Let us be candid. Didn’t you feel the glee when your neighbor’s son didn’t clear the Entrance exams? Hasn’t your colleague not getting the posting of choice given you vicarious pleasure? Our daily lives are routinely poisoned by us deriving satisfaction from other people’s difficulties. The German word, ‘schadenfreude’, defines this widely prevalent emotion. And even without mentioning, ‘schadenfreude’ cannot be good as we are devotees of Sai Maharaj, who is our ‘Antaryamin’ and mentor of our inner Self, our interpersonal relationships, and a healthy family and social life.

So, what is the alternative state? Sai Baba suggested a pleasant outlook to Tatya Patil. ‘Mudita’ in Sanskrit means ‘joy’ — derived from the well-being of others. In German, it is called ‘freudenfreude’, an exact antonym of ‘schadenfreude’. A good example is the joy parents feel seeing their children doing well, particularly Justice Tatya Saheb Noolkar bringing his sons to Shirdi. This joy is not guided by self-interest but gives the greatest delight if practiced. True joy only comes from empathy and reveling in the success and achievements of others.

In our scriptures, joy is the most difficult to achieve amongst the four immeasurables — benevolence, compassion, and equanimity. We can easily obtain the other three as we can discern direct benefits for our well-being. Feeling good about the well-being of others is a task of a high order, difficult to achieve, but gives the most enduring satisfaction. It makes relationships intimate, enjoyable, and long-lasting and Sai Baba enabled Kaka Dixit, Nana Chandorkar, and Hemadpant to achieve this specific joy.

Sri Narasimha Swamiji in his gospel – ‘Life of Sai Baba’ has stated that positive empathy propelled kind acts, including being helpful and cooperative.
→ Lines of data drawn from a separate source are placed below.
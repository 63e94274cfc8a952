//! Lexer and tolerant-mode parser. Out of the pipeline's hard-engineering
//! core (see spec §1's external collaborators), kept here as a concrete,
//! minimal implementation of that contract so the rest of the pipeline has
//! real `Program` trees to lower instead of hand-built fixtures everywhere.

pub mod lexer;
pub mod parser;
pub mod tokens;

use crate::ast::Program;
use crate::compiler_messages::Diagnostic;
use crate::string_interning::StringTable;
use std::path::Path;
use std::rc::Rc;

/// An immutable, shareable parse result. The editor path keeps the `Rc`
/// around across queries and only rebuilds it when content changes, so a
/// pointer-equality check (`Rc::ptr_eq`) is enough to detect "did the parse
/// result change" for the expression-offset index cache.
#[derive(Clone)]
pub struct ParseResult {
    pub program: Rc<Program>,
    pub diagnostics: Rc<Vec<Diagnostic>>,
}

pub fn parse(source: &str, file: &Path, table: &mut StringTable) -> ParseResult {
    let tokens = lexer::Lexer::new(source).tokenize(table);
    let result = parser::Parser::new(tokens, file.to_path_buf(), source, table).parse_program();
    ParseResult {
        program: Rc::new(result.program),
        diagnostics: Rc::new(result.diagnostics),
    }
}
It fostered resilience and a high degree of satisfaction in daily life. Swamiji adds that while the benefits of empathy-derived joy are enormous, it is hard to practice. Baba’s dictum of two paise ‘Dakshina’ of ‘faith’ and ‘patience’ is to be fully practiced. The enemies of joy are jealousy and greed. We are often being opportunistic in gauging if someone else’s loss can mean gain for us. On many occasions, negative feelings about the other may lead to social and professional bonding amongst a peer group, such as amongst football fans or soldiers waging war. However, allowing it to affect our interpersonal relations can be emotionally draining. ‘Schadenfreude’ in a social group such as Hari Vinayak Sathe faced wrath from Nanavalli and other Shirdi residents at the time of his establishing ‘Dakshina Bhiksha Samstha’. Sathe left Shirdi with Baba’s consent. Society can make people intolerant of others’ views. It generates toxicity in relationships and can create long-lasting harm like lowering a person’s self-esteem when one is always comparing oneself with the other.

We greet the readers of ‘Sai Aura’ on Guru Poornima’ on a one-to-one level, to cultivate empathetic joy as a virtue to aspire for and inculcate. It is elevating to remind ourselves that when Guru Poornima was started in 1909 at Shirdi, Sai Baba instructed his devotees to worship Upasani Maharaj as Sadguru first and then himself. In other words, Sai Baba considered Upasani at par with him. Let us add the extra mile by seeing Sai Parabrahman in every devotee.

We need to encourage the feeling of empathetic joy and work on it. There are many ways to do so — show an active interest in others’ accomplishments; congratulate them on their achievements; not hold back in expressing positive sentiments; be open and welcoming by listening to others; share the credit and give credit; and view your success because of the efforts of others. Ask for good news from those around you. Asking about other people’s happiness turns you into a joy magnet. You are not only making the other person happy, but you are deriving empathetic joy.

Since emotions are contagious, showing appreciation can increase ‘freudenfreude’ for both the giver and the recipient. The more you do so, the bigger it gets. The opposite of diminishing returns comes into play. It is not that practicing ‘freudenfreude’ means that jealousy and envy will disappear, but they certainly get attenuated. So, when your friends or relatives have something good at their places convey your joy that you are a part of them.